A couple of months after starting my fitness routine, something made me push up the speed on the treadmill and start jogging –I jogged for 10 minutes at a stretch that day.
That did it. I was hooked. The next day, I added 2 more minutes, and the following day, I actually managed 15 minutes. The fourth day, I tried to sign-up for the 7 kilometer Dream Run, and ended up registering for the half-marathon. With less than 9 weeks to go, I knew I was mad to even attempt it, but the die was cast.
The next couple of weeks, I ran because I did not want to drop out of the half-marathon. All sorts of things upset my training schedule, and more than just once, I contemplated dropping out – but I knew I could not face myself if I proved myself to be a quitter, so I didn’t. The day before Race Day, I wanted only two things – to be able to complete the half-marathon and to do it in three hours. I managed both – with a time of 2 hours and 34 minutes, I even finished within the top 100 of the women contenders.
After the mandatory break of one week, my running shoes were back on the treadmill. Why?
Not because I wanted to start training for the next half-marathon – that was a year away. Not because I wanted to lose weight – I had lost quite enough.
I was back, because I’d realized I loved running, and did not want to do without it if I could help it. On some days, the legs and lungs are fine, but the mind refuses to run – but when I get the rhythm right, I sometimes feel like I could go on forever. I am my son’s mother after all.
And why do I still push myself while running? Because I have set myself a target time for next year – a time that is challenging, yet manageable, a time that will probably push me up a dozen places in the rankings.
Why do I not aim for something better than that – because unless I know it is doable, I would not even try.
But why bother to set a target at all, when the target it not all that great – you may as well ask a bathroom singer why she sings when she knows she is never going to be able to cut a disc.

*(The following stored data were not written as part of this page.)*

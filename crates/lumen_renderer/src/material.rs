//! Material trait for surface scattering.

use crate::sampling::{gen_f32, random_in_unit_sphere};
use crate::{hittable::HitRecord, Ray};
use lumen_math::{Vec3, Vec3Ext};
use rand::RngCore;

/// Color type alias (RGB values typically 0-1)
pub type Color = Vec3;

/// Outcome of a successful scatter.
#[derive(Debug, Clone, Copy, PartialEq)]
pub struct ScatterResult {
    /// Per-channel multiplier applied to the light arriving along `scattered`
    pub attenuation: Color,
    /// Continuation ray leaving the hit point
    pub scattered: Ray,
}

/// Trait for materials that describe how light interacts with surfaces.
pub trait Material: Send + Sync {
    /// Scatter an incoming ray.
    ///
    /// Returns `None` if the ray is absorbed.
    fn scatter(&self, ray_in: &Ray, rec: &HitRecord, rng: &mut dyn RngCore) -> Option<ScatterResult>;
}

/// Lambertian (diffuse) material.
#[derive(Debug, Clone)]
pub struct Lambertian {
    albedo: Color,
}

impl Lambertian {
    /// Create a new Lambertian material with the given albedo color.
    pub fn new(albedo: Color) -> Self {
        Self { albedo }
    }
}

impl Material for Lambertian {
    fn scatter(&self, _ray_in: &Ray, rec: &HitRecord, rng: &mut dyn RngCore) -> Option<ScatterResult> {
        // Offset from the normal by a point in the unit sphere: roughly cosine weighted
        let direction = rec.normal + random_in_unit_sphere(rng);

        Some(ScatterResult {
            attenuation: self.albedo,
            scattered: Ray::new(rec.p, direction),
        })
    }
}

/// Metal (specular) material.
#[derive(Debug, Clone)]
pub struct Metal {
    albedo: Color,
    fuzz: f32,
}

impl Metal {
    /// Create a new Metal material.
    ///
    /// - `albedo`: The color of the metal
    /// - `fuzz`: Roughness, 0.0 = perfect mirror, 1.0 = very rough. Clamped to [0, 1].
    pub fn new(albedo: Color, fuzz: f32) -> Self {
        Self {
            albedo,
            fuzz: fuzz.clamp(0.0, 1.0),
        }
    }
}

impl Material for Metal {
    fn scatter(&self, ray_in: &Ray, rec: &HitRecord, rng: &mut dyn RngCore) -> Option<ScatterResult> {
        let reflected = reflect(ray_in.direction().unit_vector(), rec.normal);
        let scattered = Ray::new(rec.p, reflected + self.fuzz * random_in_unit_sphere(rng));

        // Fuzz can push the reflection below the surface; that light is absorbed
        if scattered.direction().dot(rec.normal) > 0.0 {
            Some(ScatterResult {
                attenuation: self.albedo,
                scattered,
            })
        } else {
            None
        }
    }
}

/// Dielectric (glass) material.
#[derive(Debug, Clone)]
pub struct Dielectric {
    /// Index of refraction
    refractive_index: f32,
}

impl Dielectric {
    /// Create a new Dielectric material.
    ///
    /// - `refractive_index`: 1.0 = air, 1.5 = glass, 2.4 = diamond
    pub fn new(refractive_index: f32) -> Self {
        Self { refractive_index }
    }
}

impl Material for Dielectric {
    fn scatter(&self, ray_in: &Ray, rec: &HitRecord, rng: &mut dyn RngCore) -> Option<ScatterResult> {
        let ri = self.refractive_index;
        let direction = ray_in.direction();
        let d_dot_n = direction.dot(rec.normal);

        // Travelling along the normal means leaving through the surface
        let (outward_normal, ni_over_nt, cosine) = if d_dot_n > 0.0 {
            (-rec.normal, ri, ri * d_dot_n / direction.length())
        } else {
            (rec.normal, 1.0 / ri, -d_dot_n / direction.length())
        };

        let refracted = refract(direction, outward_normal, ni_over_nt);
        let reflect_prob = match refracted {
            Some(_) => schlick(cosine, ri),
            None => 1.0,
        };

        let draw = gen_f32(rng);
        let scattered_direction = match refracted {
            Some(refracted) if draw >= reflect_prob => refracted,
            _ => reflect(direction, rec.normal),
        };

        Some(ScatterResult {
            attenuation: Color::ONE,
            scattered: Ray::new(rec.p, scattered_direction),
        })
    }
}

/// Reflect a vector about a normal.
#[inline]
pub fn reflect(v: Vec3, n: Vec3) -> Vec3 {
    v - 2.0 * v.dot(n) * n
}

/// Refract `v` through a surface with normal `n` using Snell's law.
///
/// Returns `None` on total internal reflection.
pub fn refract(v: Vec3, n: Vec3, ni_over_nt: f32) -> Option<Vec3> {
    let uv = v.unit_vector();
    let dt = uv.dot(n);
    let discriminant = 1.0 - ni_over_nt * ni_over_nt * (1.0 - dt * dt);
    if discriminant > 0.0 {
        Some(ni_over_nt * (uv - n * dt) - n * discriminant.sqrt())
    } else {
        None
    }
}

/// Schlick's approximation of Fresnel reflectance.
#[inline]
pub fn schlick(cosine: f32, refractive_index: f32) -> f32 {
    let r0 = ((1.0 - refractive_index) / (1.0 + refractive_index)).powi(2);
    r0 + (1.0 - r0) * (1.0 - cosine).powi(5)
}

Life is about doing things you enjoy, as much as it is about enjoying what you do. Life is also about constantly setting the bar a little higher just so you have something to strive for.
What will happen if I don’t finish within my target time next year? If I know myself, I will be back on the treadmill as soon as I can, doing my best to achieve the target the following year.
And maybe someday, my son and I will run a race together, and he will be cheering me on as I cross the finishing line.